A: Dot product of $C-B$ with $A-B$ is zero.
Square of distance $BC$ is known.
Write down these two equations and solve for the coordinates of $C$.
A: Let us assume that the coordinates of A and B are :
$$ A \equiv (x_1,y_1)  ; B \equiv (x_2,y_2)$$
The the slope $m_1$ of line $\overline {AB}$ is :
$$ m_1 = \frac{y_2 - y_1}{x_2 - x_1}$$
Let as assume that :
$$ C \equiv (x,y) $$
$$ \overline{AB} \perp \overline{BC} $$
Slope of $\overline{BC}$ is $m_2$
Since as stated above $ \overline{AB} \perp \overline{BC} $ therefore $m_1\cdot m_2 = -1$
Therefore, $$ m_2 = - \frac{x_2 - x_1}{y_2 - y_1}= \tan \theta       --------(i)$$ 
Now let the distance BC be r , then applying parametric form of line :
$$ \frac{x - x_2}{\cos\theta} = \frac{y - y_2}{\sin\theta} = r $$
Now you can just plug in $x_2 , y_2, \cos\theta , \sin\theta $ (from eq (i)) and then find x and y.

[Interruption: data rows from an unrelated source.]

use crate::domain::models::ContentSnapshot;
use crate::domain::services::DashboardSummary;

/// Session-scoped copy of every collection plus the edit-mode flag
#[derive(Debug, Clone, Default, PartialEq)]
pub struct ContentCache {
    pub snapshot: ContentSnapshot,
    pub is_edit_mode: bool,
    /// Message from the last failed refresh
    pub last_error: Option<String>,
    /// A refresh has succeeded at least once
    pub loaded: bool,
}

impl ContentCache {
    /// Replace the snapshot wholesale on success; on failure keep what we had
    pub fn apply_refresh(&mut self, result: Result<ContentSnapshot, String>) {
        match result {
            Ok(snapshot) => {
                self.snapshot = snapshot;
                self.loaded = true;
                self.last_error = None;
            }
            Err(e) => self.last_error = Some(e),
        }
    }

    pub fn set_edit_mode(&mut self, on: bool) {
        self.is_edit_mode = on;
    }

    pub fn resolve_text(&self, key: &str, default_value: &str) -> String {
        self.snapshot.resolve_text(key, default_value)
    }

    pub fn dashboard(&self) -> DashboardSummary {
        DashboardSummary::from_snapshot(&self.snapshot)
    }
}

#[cfg(test)]
mod tests {
    use super::*;
    use crate::domain::defaults;
    use crate::domain::models::ContentSnippet;

    #[test]
    fn test_failed_first_refresh_keeps_initial_value() {
        let mut cache = ContentCache::default();
        cache.apply_refresh(Err("network down".to_string()));

        assert!(!cache.loaded);
        assert!(cache.snapshot.services.is_empty());
        assert_eq!(cache.snapshot.contact, defaults::default_contact());
        assert_eq!(cache.last_error.as_deref(), Some("network down"));
        assert_eq!(cache.resolve_text("hero.title", "Fallback"), "Fallback");
    }

    #[test]
    fn test_refresh_replaces_snapshot_and_clears_error() {
        let mut cache = ContentCache::default();
        cache.apply_refresh(Err("first".to_string()));

        let mut snapshot = ContentSnapshot::default();
        snapshot.snippets.push(ContentSnippet::new("hero.title", "Live"));
        snapshot.services = defaults::default_services();
        cache.apply_refresh(Ok(snapshot.clone()));
        cache.apply_refresh(Ok(snapshot));

        assert!(cache.loaded);
        assert!(cache.last_error.is_none());
        assert_eq!(cache.resolve_text("hero.title", "Fallback"), "Live");
        assert_eq!(cache.dashboard().services, 4);
    }

    #[test]
    fn test_failed_refresh_after_success_keeps_data() {
        let mut cache = ContentCache::default();
        let mut snapshot = ContentSnapshot::default();
        snapshot.services = defaults::default_services();
        cache.apply_refresh(Ok(snapshot));
        cache.apply_refresh(Err("timeout".to_string()));

        assert_eq!(cache.snapshot.services.len(), 4);
        assert!(cache.loaded);
    }

    #[test]
    fn test_edit_mode_is_local() {
        let mut cache = ContentCache::default();
        cache.set_edit_mode(true);
        assert!(cache.is_edit_mode);
        cache.apply_refresh(Ok(ContentSnapshot::default()));
        assert!(cache.is_edit_mode);
    }
}
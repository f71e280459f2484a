use chrono::{DateTime, Utc};
use serde::de::DeserializeOwned;
use serde::{Deserialize, Serialize};
use uuid::Uuid;

/// Every collection the content layer persists
#[derive(Debug, Clone, Copy, PartialEq, Eq, Hash, Serialize, Deserialize)]
pub enum CollectionKind {
    Snippets,
    Services,
    Portfolio,
    Partners,
    Contact,
    Submissions,
}

impl CollectionKind {
    pub const ALL: [CollectionKind; 6] = [
        CollectionKind::Snippets,
        CollectionKind::Services,
        CollectionKind::Portfolio,
        CollectionKind::Partners,
        CollectionKind::Contact,
        CollectionKind::Submissions,
    ];

    /// Table name in the structured store
    pub fn table_name(&self) -> &'static str {
        match self {
            CollectionKind::Snippets => "cms_content",
            CollectionKind::Services => "cms_services",
            CollectionKind::Portfolio => "cms_portfolio",
            CollectionKind::Partners => "cms_partners",
            CollectionKind::Contact => "cms_contact",
            CollectionKind::Submissions => "form_submissions",
        }
    }

    /// Key used by the local key-value store
    pub fn storage_key(&self) -> &'static str {
        match self {
            CollectionKind::Snippets => "naya-cms-content",
            CollectionKind::Services => "naya-cms-services",
            CollectionKind::Portfolio => "naya-cms-portfolio",
            CollectionKind::Partners => "naya-cms-partners",
            CollectionKind::Contact => "naya-cms-contact",
            CollectionKind::Submissions => "naya-cms-forms",
        }
    }

    /// Human label used in log lines and user-facing errors
    pub fn label(&self) -> &'static str {
        match self {
            CollectionKind::Snippets => "content",
            CollectionKind::Services => "services",
            CollectionKind::Portfolio => "portfolio",
            CollectionKind::Partners => "partners",
            CollectionKind::Contact => "contact information",
            CollectionKind::Submissions => "form submissions",
        }
    }

    pub fn from_slug(slug: &str) -> Option<CollectionKind> {
        match slug {
            "snippets" | "content" => Some(CollectionKind::Snippets),
            "services" => Some(CollectionKind::Services),
            "portfolio" => Some(CollectionKind::Portfolio),
            "partners" => Some(CollectionKind::Partners),
            "contact" => Some(CollectionKind::Contact),
            "submissions" | "forms" => Some(CollectionKind::Submissions),
            _ => None,
        }
    }
}

/// Items of the admin-edited, bulk-replaced lists (services, portfolio, partners)
pub trait OrderedItem: Clone + Serialize + DeserializeOwned + Send + Sync + 'static {
    const COLLECTION: CollectionKind;

    fn id(&self) -> &str;
    fn display_order(&self) -> i32;
}

#[derive(Debug, Clone, PartialEq, Serialize, Deserialize)]
pub struct ServiceItem {
    pub id: String,
    /// Symbolic icon name ("Code", "Shield", ...)
    pub icon: String,
    pub title: String,
    pub description: String,
    #[serde(default)]
    pub features: Vec<String>,
    #[serde(default)]
    pub category: Option<String>,
    #[serde(default)]
    pub display_order: i32,
    pub created_at: DateTime<Utc>,
    pub updated_at: DateTime<Utc>,
}

impl ServiceItem {
    pub fn new(title: impl Into<String>, display_order: i32) -> Self {
        let now = Utc::now();
        Self {
            id: Uuid::new_v4().to_string(),
            icon: "Code".to_string(),
            title: title.into(),
            description: String::new(),
            features: Vec::new(),
            category: None,
            display_order,
            created_at: now,
            updated_at: now,
        }
    }
}

impl OrderedItem for ServiceItem {
    const COLLECTION: CollectionKind = CollectionKind::Services;

    fn id(&self) -> &str {
        &self.id
    }

    fn display_order(&self) -> i32 {
        self.display_order
    }
}

#[derive(Debug, Clone, PartialEq, Serialize, Deserialize)]
pub struct PortfolioItem {
    pub id: String,
    pub title: String,
    #[serde(default)]
    pub category: Option<String>,
    #[serde(default)]
    pub description: Option<String>,
    #[serde(default)]
    pub image_url: Option<String>,
    #[serde(default)]
    pub tags: Vec<String>,
    #[serde(default)]
    pub link: Option<String>,
    #[serde(default)]
    pub featured: bool,
    #[serde(default)]
    pub display_order: i32,
    pub created_at: DateTime<Utc>,
    pub updated_at: DateTime<Utc>,
}

impl PortfolioItem {
    pub fn new(title: impl Into<String>, display_order: i32) -> Self {
        let now = Utc::now();
        Self {
            id: Uuid::new_v4().to_string(),
            title: title.into(),
            category: None,
            description: None,
            image_url: None,
            tags: Vec::new(),
            link: None,
            featured: false,
            display_order,
            created_at: now,
            updated_at: now,
        }
    }
}

impl OrderedItem for PortfolioItem {
    const COLLECTION: CollectionKind = CollectionKind::Portfolio;

    fn id(&self) -> &str {
        &self.id
    }

    fn display_order(&self) -> i32 {
        self.display_order
    }
}

#[derive(Debug, Clone, PartialEq, Serialize, Deserialize)]
pub struct PartnerItem {
    pub id: String,
    pub name: String,
    #[serde(default)]
    pub logo: Option<String>,
    #[serde(default)]
    pub description: Option<String>,
    #[serde(default)]
    pub website: Option<String>,
    #[serde(default)]
    pub category: Option<String>,
    #[serde(default)]
    pub display_order: i32,
    pub created_at: DateTime<Utc>,
    pub updated_at: DateTime<Utc>,
}

impl PartnerItem {
    pub fn new(name: impl Into<String>, display_order: i32) -> Self {
        let now = Utc::now();
        Self {
            id: Uuid::new_v4().to_string(),
            name: name.into(),
            logo: None,
            description: None,
            website: None,
            category: None,
            display_order,
            created_at: now,
            updated_at: now,
        }
    }
}

impl OrderedItem for PartnerItem {
    const COLLECTION: CollectionKind = CollectionKind::Partners;

    fn id(&self) -> &str {
        &self.id
    }

    fn display_order(&self) -> i32 {
        self.display_order
    }
}

#[cfg(test)]
mod tests {
    use super::*;

    #[test]
    fn test_collection_slugs() {
        assert_eq!(CollectionKind::from_slug("services"), Some(CollectionKind::Services));
        assert_eq!(CollectionKind::from_slug("forms"), Some(CollectionKind::Submissions));
        assert_eq!(CollectionKind::from_slug("unknown"), None);
    }

    #[test]
    fn test_table_names_are_unique() {
        let mut names: Vec<_> = CollectionKind::ALL.iter().map(|c| c.table_name()).collect();
        names.sort();
        names.dedup();
        assert_eq!(names.len(), CollectionKind::ALL.len());
    }

    #[test]
    fn test_portfolio_missing_optionals_deserialize() {
        let json = serde_json::json!({
            "id": "p1",
            "title": "Site",
            "created_at": "2024-01-01T00:00:00Z",
            "updated_at": "2024-01-01T00:00:00Z"
        });
        let item: PortfolioItem = serde_json::from_value(json).unwrap();
        assert!(item.tags.is_empty());
        assert!(!item.featured);
        assert_eq!(item.display_order, 0);
    }
}
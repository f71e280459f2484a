// Server-side persistence, auth and runtime wiring

pub mod auth;
pub mod repository;
pub mod runtime;
pub mod storage;

pub use auth::{require_admin, require_editor, AuthProvider, InMemoryAuthProvider};
pub use repository::ContentRepository;
pub use runtime::{cms_runtime, init_runtime, CmsRuntime};
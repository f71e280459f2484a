//! Standalone API server (without Dioxus frontend)
//! Use this for API-only testing or backend development.
//!
//! Run with: cargo run --bin server --features server -- --port 3003 --data-dir :memory:

use std::net::SocketAddr;
use std::path::PathBuf;

use anyhow::Context;
use clap::Parser;
use tower_http::cors::CorsLayer;

use naya_site::config::{AdminAccount, AppConfig, BackendKind, RemoteConfig, IN_MEMORY};
use naya_site::handlers::api_router;
use naya_site::infrastructure::init_runtime;

/// Flags override the matching CMS_* environment variables
#[derive(Parser, Debug)]
#[command(name = "naya-server")]
#[command(about = "Naya Code content API")]
struct Args {
    /// Port to listen on
    #[arg(long)]
    port: Option<u16>,

    /// Storage backend: local or remote
    #[arg(long)]
    backend: Option<BackendKind>,

    /// Local store directory (":memory:" keeps everything in memory)
    #[arg(long)]
    data_dir: Option<String>,

    /// SurrealDB endpoint, e.g. ws://localhost:8000
    #[arg(long)]
    remote_url: Option<String>,

    /// SurrealDB namespace
    #[arg(long)]
    remote_namespace: Option<String>,

    /// SurrealDB database
    #[arg(long)]
    remote_database: Option<String>,

    /// Bootstrap admin email (password comes from CMS_ADMIN_PASSWORD or --admin-password)
    #[arg(long)]
    admin_email: Option<String>,

    #[arg(long)]
    admin_password: Option<String>,
}

impl Args {
    fn apply(self, mut config: AppConfig) -> anyhow::Result<AppConfig> {
        if let Some(port) = self.port {
            config.port = port;
        }
        if let Some(backend) = self.backend {
            config.backend = backend;
        }
        if let Some(dir) = self.data_dir {
            config.data_dir = (dir != IN_MEMORY).then(|| PathBuf::from(dir));
        }

        if let Some(url) = self.remote_url {
            let mut remote = config.remote.take().unwrap_or(RemoteConfig {
                url: String::new(),
                namespace: "naya".to_string(),
                database: "cms".to_string(),
                credentials: None,
            });
            remote.url = url;
            config.remote = Some(remote);
        }
        if let Some(remote) = config.remote.as_mut() {
            if let Some(namespace) = self.remote_namespace {
                remote.namespace = namespace;
            }
            if let Some(database) = self.remote_database {
                remote.database = database;
            }
        }

        match (self.admin_email, self.admin_password) {
            (Some(email), Some(password)) => config.admin = Some(AdminAccount { email, password }),
            (Some(email), None) => {
                let password = config
                    .admin
                    .take()
                    .map(|admin| admin.password)
                    .context("--admin-email needs --admin-password or CMS_ADMIN_PASSWORD")?;
                config.admin = Some(AdminAccount { email, password });
            }
            (None, Some(password)) => {
                if let Some(admin) = config.admin.as_mut() {
                    admin.password = password;
                }
            }
            (None, None) => {}
        }

        config.validate()?;
        Ok(config)
    }
}

#[tokio::main]
async fn main() -> anyhow::Result<()> {
    // Initialize tracing
    tracing_subscriber::fmt()
        .with_env_filter(
            tracing_subscriber::EnvFilter::from_default_env()
                .add_directive(tracing::Level::INFO.into()),
        )
        .init();

    tracing::info!("Starting Naya Code API server (standalone)...");

    let args = Args::parse();
    let config = args.apply(AppConfig::from_env()?)?;

    let runtime = init_runtime(&config).await;

    let app = api_router(runtime).layer(CorsLayer::permissive());

    // Run the server
    let addr = SocketAddr::from(([127, 0, 0, 1], config.port));
    tracing::info!("Server running on http://{}", addr);

    let listener = tokio::net::TcpListener::bind(addr)
        .await
        .with_context(|| format!("failed to bind {}", addr))?;
    axum::serve(listener, app).await?;
    Ok(())
}

#[cfg(test)]
mod tests {
    use super::*;

    #[test]
    fn test_flags_override_config() {
        let args = Args::parse_from([
            "naya-server",
            "--port",
            "4000",
            "--backend",
            "remote",
            "--remote-url",
            "mem://",
            "--data-dir",
            ":memory:",
        ]);
        let config = args.apply(AppConfig::default()).unwrap();
        assert_eq!(config.port, 4000);
        assert_eq!(config.backend, BackendKind::Remote);
        assert!(config.data_dir.is_none());
        assert_eq!(config.remote.map(|r| r.url).as_deref(), Some("mem://"));
    }

    #[test]
    fn test_remote_backend_without_url_is_rejected() {
        let args = Args::parse_from(["naya-server", "--backend", "remote"]);
        assert!(args.apply(AppConfig::default()).is_err());
    }
}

Hope this helps. If you are unclear with the formulas of forms of line used you can refer to any good book regarding co-ordinate geometry
A: Let $A(a,1,a_2), B(b_1,b_2), d(B,C)=:d$, and $C(x,y)$.
1)Slope of $\overline {AB}$:
$m=\dfrac{b_2-a_2}{b_1-a_1}$.
2) Slope of $\overline {BC}$: $-1/m$ .
3) Equation of line $\overline{BC}$:
$y-b_2=-1/m(x-b_1)$.
4) Distance $d= \sqrt{(y-b_2)^2+(x-b_1)^2}$.
5)$d^2=(y-b_2)^2+m^2(y-b_2)^2$.
6) Solve 5) for $y$:
$(y-b_2)^2=\dfrac{d^2}{1+m^2}$.
$y_{1,2} = b_2 \pm \sqrt{\dfrac{d^2}{1+m^2}}$.
7) Combine with 3) to find corresponding $x_{1,2}$.
$x_{1,2}= m(b_2-y_{1,2})+b_1$.